Le prélèvement de tissus sur le corps du mari défunt sans le consentement de son épouse constitue un traitement dégradant. Telle est la solution retenue par la Cour européenne des droits de l'Homme dans son arrêt de chambre du 13 janvier 2015 (CEDH, 13 janvier 2015, Req. n°61243/08,
arrêt disponible en anglais). En l'espèce, des experts en médecine légale avaient prélevé des tissus sur le corps du defunt mari de Mme E. à son insu et sans son consentement. En application d'un accord approuvé par l'État, ces prélèvements étaient réalisés après l'autopsie et envoyés à une société pharmaceutique en Allemagne pour la création de bio-implants.

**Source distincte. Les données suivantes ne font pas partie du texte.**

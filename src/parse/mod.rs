mod error;
mod grammar;
mod parser;

pub use error::ParseError;
pub use parser::ParsedRuleSet;

use crate::types::Expr;

/// Parse rule-file text into a [`ParsedRuleSet`].
///
/// # Errors
///
/// Returns [`ParseError`] if the input is not valid rule-file syntax.
pub fn parse(input: &str) -> Result<ParsedRuleSet, ParseError> {
    use winnow::Parser;
    grammar::parse_ruleset
        .parse(input)
        .map_err(|e| ParseError::new(e.to_string()))
}

/// Parse a single condition expression, e.g. a field's attached `condition`.
///
/// # Errors
///
/// Returns [`ParseError`] if the input is not a complete, valid expression.
pub fn parse_condition(input: &str) -> Result<Expr, ParseError> {
    use winnow::Parser;
    grammar::parse_condition
        .parse(input)
        .map_err(|e| ParseError::new(e.to_string()))
}
use std::collections::HashMap;
use std::sync::atomic::{AtomicBool, AtomicUsize, Ordering};
use std::sync::{PoisonError, RwLock};
use std::time::Duration;

use async_trait::async_trait;
use thiserror::Error;

use crate::types::{SchemaDocument, TenantOverride};

/// Failure reported by an external store.
#[derive(Debug, Clone, PartialEq, Eq, Error)]
pub enum StoreError {
    #[error("'{0}' not found")]
    NotFound(String),

    #[error("store unavailable: {0}")]
    Unavailable(String),
}

/// Source of raw schema documents.
#[async_trait]
pub trait SchemaStore: Send + Sync {
    async fn get(&self, schema_id: &str) -> Result<SchemaDocument, StoreError>;
}

/// Source of per-tenant content overrides.
#[async_trait]
pub trait TenantOverrideStore: Send + Sync {
    async fn list(&self, schema_id: &str, tenant_id: &str)
    -> Result<Vec<TenantOverride>, StoreError>;
}

/// In-process [`SchemaStore`] for tests and demos.
#[derive(Debug, Default)]
pub struct MemorySchemaStore {
    documents: RwLock<HashMap<String, SchemaDocument>>,
    latency: Option<Duration>,
    fetches: AtomicUsize,
}

impl MemorySchemaStore {
    #[must_use]
    pub fn new() -> Self {
        Self::default()
    }

    /// Delay every fetch by `latency` (tokio time).
    #[must_use]
    pub fn with_latency(mut self, latency: Duration) -> Self {
        self.latency = Some(latency);
        self
    }

    #[must_use]
    pub fn with(self, document: SchemaDocument) -> Self {
        self.insert(document);
        self
    }

    /// Add or replace a document.
    pub fn insert(&self, document: SchemaDocument) {
        self.documents
            .write()
            .unwrap_or_else(PoisonError::into_inner)
            .insert(document.id.clone(), document);
    }

    /// Number of `get` calls served so far.
    #[must_use]
    pub fn fetches(&self) -> usize {
        self.fetches.load(Ordering::Relaxed)
    }
}

#[async_trait]
impl SchemaStore for MemorySchemaStore {
    async fn get(&self, schema_id: &str) -> Result<SchemaDocument, StoreError> {
        self.fetches.fetch_add(1, Ordering::Relaxed);
        if let Some(latency) = self.latency {
            tokio::time::sleep(latency).await;
        }
        self.documents
            .read()
            .unwrap_or_else(PoisonError::into_inner)
            .get(schema_id)
            .cloned()
            .ok_or_else(|| StoreError::NotFound(schema_id.to_owned()))
    }
}

/// In-process [`TenantOverrideStore`] for tests and demos.
#[derive(Debug, Default)]
pub struct MemoryOverrideStore {
    overrides: RwLock<Vec<TenantOverride>>,
    latency: Option<Duration>,
    unavailable: AtomicBool,
}

impl MemoryOverrideStore {
    #[must_use]
    pub fn new() -> Self {
        Self::default()
    }

    #[must_use]
    pub fn with_latency(mut self, latency: Duration) -> Self {
        self.latency = Some(latency);
        self
    }

    #[must_use]
    pub fn with(self, o: TenantOverride) -> Self {
        self.push(o);
        self
    }

    pub fn push(&self, o: TenantOverride) {
        self.overrides
            .write()
            .unwrap_or_else(PoisonError::into_inner)
            .push(o);
    }

    /// Make every `list` call fail until reset.
    pub fn set_unavailable(&self, unavailable: bool) {
        self.unavailable.store(unavailable, Ordering::Relaxed);
    }
}

#[async_trait]
impl TenantOverrideStore for MemoryOverrideStore {
    async fn list(
        &self,
        schema_id: &str,
        tenant_id: &str,
    ) -> Result<Vec<TenantOverride>, StoreError> {
        if let Some(latency) = self.latency {
            tokio::time::sleep(latency).await;
        }
        if self.unavailable.load(Ordering::Relaxed) {
            return Err(StoreError::Unavailable("override store offline".to_owned()));
        }
        Ok(self
            .overrides
            .read()
            .unwrap_or_else(PoisonError::into_inner)
            .iter()
            .filter(|o| o.schema_id == schema_id && o.tenant_id == tenant_id)
            .cloned()
            .collect())
    }
}

#[cfg(test)]
mod tests {
    use super::*;

    #[tokio::test]
    async fn memory_schema_store() {
        let store = MemorySchemaStore::new().with(SchemaDocument::new("a"));
        assert_eq!(store.get("a").await.unwrap().id, "a");
        assert_eq!(
            store.get("b").await,
            Err(StoreError::NotFound("b".into()))
        );
        assert_eq!(store.fetches(), 2);
    }

    #[tokio::test]
    async fn memory_override_store_filters() {
        let store = MemoryOverrideStore::new()
            .with(TenantOverride::new("s", "acme", "x").label("A"))
            .with(TenantOverride::new("s", "globex", "x").label("G"))
            .with(TenantOverride::new("t", "acme", "x").label("T"));
        let found = store.list("s", "acme").await.unwrap();
        assert_eq!(found.len(), 1);
        assert_eq!(found[0].label.as_deref(), Some("A"));

        store.set_unavailable(true);
        assert!(matches!(
            store.list("s", "acme").await,
            Err(StoreError::Unavailable(_))
        ));
    }

    #[tokio::test(start_paused = true)]
    async fn latency_uses_tokio_time() {
        let store = MemorySchemaStore::new()
            .with_latency(Duration::from_secs(5))
            .with(SchemaDocument::new("a"));
        let start = tokio::time::Instant::now();
        store.get("a").await.unwrap();
        assert!(start.elapsed() >= Duration::from_secs(5));
    }
}
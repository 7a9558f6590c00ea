use std::collections::BTreeSet;
use std::fmt;
use std::ops::Not;

use super::Value;

/// Comparison operators supported in conditions.
#[derive(Debug, Clone, Copy, PartialEq, Eq)]
pub enum CompareOp {
    Eq,
    Neq,
    Gt,
    Gte,
    Lt,
    Lte,
}

/// Condition AST evaluated against a request scope.
///
/// Built either with the [`path()`] / [`has_permission()`] helpers or by parsing
/// DSL text with [`parse_condition`](crate::parse_condition). `Display` renders
/// the expression back into DSL that parses to an equal tree.
#[derive(Debug, Clone, PartialEq)]
pub enum Expr {
    Literal(bool),
    Compare {
        path: String,
        op: CompareOp,
        value: Value,
    },
    In {
        path: String,
        values: Vec<Value>,
    },
    Exists(String),
    HasPermission(String),
    HasRole(String),
    And(Box<Expr>, Box<Expr>),
    Or(Box<Expr>, Box<Expr>),
    Not(Box<Expr>),
}

impl fmt::Display for CompareOp {
    fn fmt(&self, f: &mut fmt::Formatter<'_>) -> fmt::Result {
        match self {
            CompareOp::Eq => write!(f, "=="),
            CompareOp::Neq => write!(f, "!="),
            CompareOp::Gt => write!(f, ">"),
            CompareOp::Gte => write!(f, ">="),
            CompareOp::Lt => write!(f, "<"),
            CompareOp::Lte => write!(f, "<="),
        }
    }
}

impl fmt::Display for Expr {
    fn fmt(&self, f: &mut fmt::Formatter<'_>) -> fmt::Result {
        match self {
            Expr::Literal(b) => write!(f, "{b}"),
            Expr::Compare { path, op, value } => write!(f, "({path} {op} {value})"),
            Expr::In { path, values } => {
                write!(f, "({path} in {})", Value::List(values.clone()))
            }
            Expr::Exists(path) => write!(f, "exists({path})"),
            Expr::HasPermission(p) => write!(f, "has_permission({})", Value::from(p.as_str())),
            Expr::HasRole(r) => write!(f, "has_role({})", Value::from(r.as_str())),
            Expr::And(a, b) => write!(f, "({a} AND {b})"),
            Expr::Or(a, b) => write!(f, "({a} OR {b})"),
            Expr::Not(inner) => write!(f, "(NOT {inner})"),
        }
    }
}

impl Expr {
    #[must_use]
    pub fn and(self, other: Expr) -> Expr {
        Expr::And(Box::new(self), Box::new(other))
    }

    #[must_use]
    pub fn or(self, other: Expr) -> Expr {
        Expr::Or(Box::new(self), Box::new(other))
    }

    /// Every context path this expression reads, excluding permission and role
    /// predicates (those are covered by the permission fingerprint).
    pub fn collect_paths(&self, out: &mut BTreeSet<String>) {
        let mut stack = vec![self];
        while let Some(expr) = stack.pop() {
            match expr {
                Expr::Compare { path, .. } | Expr::In { path, .. } | Expr::Exists(path) => {
                    out.insert(path.clone());
                }
                Expr::And(a, b) | Expr::Or(a, b) => {
                    stack.push(a);
                    stack.push(b);
                }
                Expr::Not(inner) => stack.push(inner),
                Expr::Literal(_) | Expr::HasPermission(_) | Expr::HasRole(_) => {}
            }
        }
    }
}

impl Not for Expr {
    type Output = Expr;

    fn not(self) -> Expr {
        Expr::Not(Box::new(self))
    }
}

/// Intermediate builder for path predicates.
/// Created by [`path()`]; requires a comparison method to produce a valid [`Expr`].
#[derive(Debug, Clone)]
pub struct PathExpr {
    path: String,
}

impl PathExpr {
    fn compare(self, op: CompareOp, value: impl Into<Value>) -> Expr {
        Expr::Compare {
            path: self.path,
            op,
            value: value.into(),
        }
    }

    #[must_use]
    pub fn eq(self, value: impl Into<Value>) -> Expr {
        self.compare(CompareOp::Eq, value)
    }

    #[must_use]
    pub fn neq(self, value: impl Into<Value>) -> Expr {
        self.compare(CompareOp::Neq, value)
    }

    #[must_use]
    pub fn gt(self, value: impl Into<Value>) -> Expr {
        self.compare(CompareOp::Gt, value)
    }

    #[must_use]
    pub fn gte(self, value: impl Into<Value>) -> Expr {
        self.compare(CompareOp::Gte, value)
    }

    #[must_use]
    pub fn lt(self, value: impl Into<Value>) -> Expr {
        self.compare(CompareOp::Lt, value)
    }

    #[must_use]
    pub fn lte(self, value: impl Into<Value>) -> Expr {
        self.compare(CompareOp::Lte, value)
    }

    #[must_use]
    pub fn is_in<V: Into<Value>>(self, values: impl IntoIterator<Item = V>) -> Expr {
        Expr::In {
            path: self.path,
            values: values.into_iter().map(Into::into).collect(),
        }
    }

    #[must_use]
    pub fn exists(self) -> Expr {
        Expr::Exists(self.path)
    }

    /// `path == true`, the meaning of a bare path in the DSL.
    #[must_use]
    pub fn truthy(self) -> Expr {
        self.eq(true)
    }
}

#[must_use]
pub fn path(path: &str) -> PathExpr {
    PathExpr {
        path: path.to_owned(),
    }
}

#[must_use]
pub fn has_permission(token: &str) -> Expr {
    Expr::HasPermission(token.to_owned())
}

#[must_use]
pub fn has_role(role: &str) -> Expr {
    Expr::HasRole(role.to_owned())
}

Mme E. apprit cette pratique, deux ans après le décès de son mari, lorsqu'une enquête pénale fut ouverte en Lettonie sur des allégations relatives à des prélèvements de tissus et d'organes réalisés illégalement sur des cadavres et à grande échelle. Les autorités lettonnes n'établirent pas l'existence d'éléments constitutifs d'une infraction. Le 5 décembre 2008, Mme E. introduit une requête devant la Cour européenne des droits de l'Homme invoquant la violation des articles 8 (
N° Lexbase : L4798AQR), 3 (
N° Lexbase : L4764AQI) et 13 (
N° Lexbase : L4746AQT) de la Convention européenne de sauvegarde des droits de l'Homme. La Cour estime que la loi lettonne, bien qu'exposant le cadre juridique permettant aux plus proches parents d'exprimer leur consentement ou leur refus relativement à un prélèvement de tissus, ne définit pas clairement l'étendue de l'obligation ou de la latitude correspondante des experts ou des autres autorités à cet égard. La manière dont les proches doivent exercer le droit d'exprimer leur souhait et la portée de l'obligation de recueillir le consentement est, en outre, l'objet d'un désaccord entre les autorités nationales elles-mêmes. Dans ces conditions et en l'absence de réglementation administrative ou juridique, Mme E. n'a pas pu prévoir comment exercer son droit d'exprimer son souhait concernant le prélèvement de tissus sur le corps de son défunt mari. La Cour conclut que le droit letton manque de clarté et ne renferme pas des garanties juridiques suffisantes contre l'arbitraire, en violation de l'article 8 de la Convention. La Cour retient, également, que Mme E. s'est trouvée pendant une longue période dans l'incertitude et en proie au désarroi concernant la nature et le but des prélèvements de tissus sur le corps de son défunt mari et la façon dont ces prélèvements ont été réalisés et souligne que, dans le domaine particulier de la transplantation d'organes et de tissus, le corps humain doit être traité avec respect, même après le décès. Par conséquent, les souffrances causées à Mme E., s'analysent incontestablement en un traitement dégradant contraire à l'article 3 de la Convention (cf. l’Ouvrage "Droit médical" N° Lexbase : E9970EQC).